We are planning on taking on the responsibility of measuring the radiation in buildings around campus as a group. Considering there is one primary task to be accomplished, we feel that it would be best if all three of us were involved in the data collection process.
We are also hoping to conduct interviews of physics and astronomy professors who have been at Vassar for a significant amount of time. Depending on our personal schedules, we will try to complete these interviews as a group as well in order to maximize our understanding and to create the best possible environment for consensus.
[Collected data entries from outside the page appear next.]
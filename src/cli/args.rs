//! Command line argument parsing.
//!
//! Mirrors the surface of the packaging step: required output, payload, and
//! package identity arguments plus the two optional install scripts. Any
//! `@file` argument is replaced by the arguments listed in that file before
//! parsing.

use std::{ffi::OsString, path::PathBuf};

use clap::Parser;

use crate::error::{ErrorExt, Result};

/// Build a macOS installer package from a tar payload.
///
/// Note: clap's automatic `--version` flag stays disabled because
/// `--version` is a required data argument of this tool.
#[derive(Parser, Debug, Clone)]
#[command(
    name = "pkgstage",
    about = "Build a macOS installer package from a tar payload",
    long_about = "Stage a tar payload plus optional install scripts, then build a \
macOS installer package with pkgbuild. Platforms without pkgbuild produce a \
plain tar archive of the staged layout instead.

Arguments may be supplied via @file response files, one argument per line."
)]
pub struct Args {
    /// Destination path for the finished artifact
    #[arg(long, value_name = "PATH")]
    pub out: PathBuf,

    /// Tar archive holding the payload tree, or `-` for stdin
    #[arg(long, value_name = "PATH")]
    pub data: PathBuf,

    /// Package identifier recorded in the installer
    #[arg(long, value_name = "ID")]
    pub identifier: String,

    /// Filesystem location the payload installs into
    #[arg(long = "install-location", value_name = "PATH")]
    pub install_location: String,

    /// Package version string
    #[arg(long, value_name = "VERSION")]
    pub version: String,

    /// Script to run after installation
    #[arg(long, value_name = "PATH")]
    pub postinstall: Option<PathBuf>,

    /// Script to run before installation
    #[arg(long, value_name = "PATH")]
    pub preinstall: Option<PathBuf>,
}

impl Args {
    /// Parse command line arguments, expanding `@file` response files.
    ///
    /// Missing or malformed arguments terminate the process with a usage
    /// error; an unreadable response file is surfaced as a filesystem error.
    pub fn parse_args() -> Result<Self> {
        let argv = expand_response_files(std::env::args_os().collect())?;
        Ok(Self::parse_from(argv))
    }
}

/// Replace any `@path` argument with the arguments listed in that file, one
/// per line. Response files may themselves contain further `@path` entries;
/// empty lines are skipped.
fn expand_response_files(argv: Vec<OsString>) -> Result<Vec<OsString>> {
    let mut out = Vec::with_capacity(argv.len());

    for arg in argv {
        match arg.to_str() {
            Some(s) if s.len() > 1 && s.starts_with('@') => {
                let path = PathBuf::from(&s[1..]);
                let text = std::fs::read_to_string(&path)
                    .fs_context("reading response file", &path)?;
                let nested = text
                    .lines()
                    .filter(|line| !line.is_empty())
                    .map(OsString::from)
                    .collect();
                out.extend(expand_response_files(nested)?);
            }
            _ => out.push(arg),
        }
    }

    Ok(out)
}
- SensorDrone with an attachment for detecting radiation if need be
- Any other available radiation detectors
Science/Technology involved in experiment:
Depending on the available detectors, there are a few types of radiation detectors that we may be using. The first is known as a scintillation detector, which uses sodium-iodide (or another similar material), which glows when radiation hits it. This light is reflected and multiplied to increase the “signal”, which in turn hits a photocathode. As photons hit the photocathode, electrons are released towards a pair of plates that in turn multiply the electron signal even more until the signal is millions of times stronger than the initial radiation entering the device. To get a radiation reading, this electron signal is detected at the anode of the instrument and displayed in some way on the device.
The second possible type of detector available is known as a gas filled detector, which ultimately does function similarly to the scintillation detector using a signal amplification process. Radiation passes through a gas in the device and the molecules in that gas are ionized, leaving positive and negative ions in the chamber. These ions move toward separate charged sides (the anode and cathode), creating a current which is then measured.
Either of these types of devices would be appropriate for our experiment, but it is essential that we have a sensitive enough device that we can find very small levels of radiation (if there are any).
We hope to be able to use devices that will be able to measure all three types of radiation: , , and , but depending on the sensors available, that may not be possible.
- Refer to Professor Magnes for names of Physics/Astronomy professors to interview regarding known instances of radiation contamination on Vassar’s campus(Mon. 2/10)
- Conduct interviews during the course of the following week
- Conduct radiation research (Sun. 2/16) (Note: This date may be contingent upon access to buildings, Sander’s Physics in particular.)
- The maximum and average radiation levels at each site will be recorded during a “pass through” (i.e., a steady paced walk through the building)
- The academic buildings to be tested are as follows: Olmstead, Sanders English, Sanders Physics (if available), Mudd Chemistry, The Old Laundry Building, Chicago Hall, The Old Observatory, Blodgett Hall, Kenyon, Swift Hall, Rocky, Vogelstein (if access is available), Skinner Hall, and the Library.
We expect to find mostly normal levels of radiation in Vassar’s buildings. Vassar is a fairly significant institution, so it would be inconceivable that its buildings would have unhealthy levels of radiation. The only building that we expect to possibly find higher levels of radiation than normal would be Sander’s Physics as there has been a recent discovery of radiation contamination. There is the possibility that some of the other science buildings (i.e. Mudd and Olmstead) may have higher than “normal” radiation levels due to the use of NMR or other radioactive equipment.
It will be good to know that we are safe from radiation on campus. This is the type of survey health physicists conduct in the field.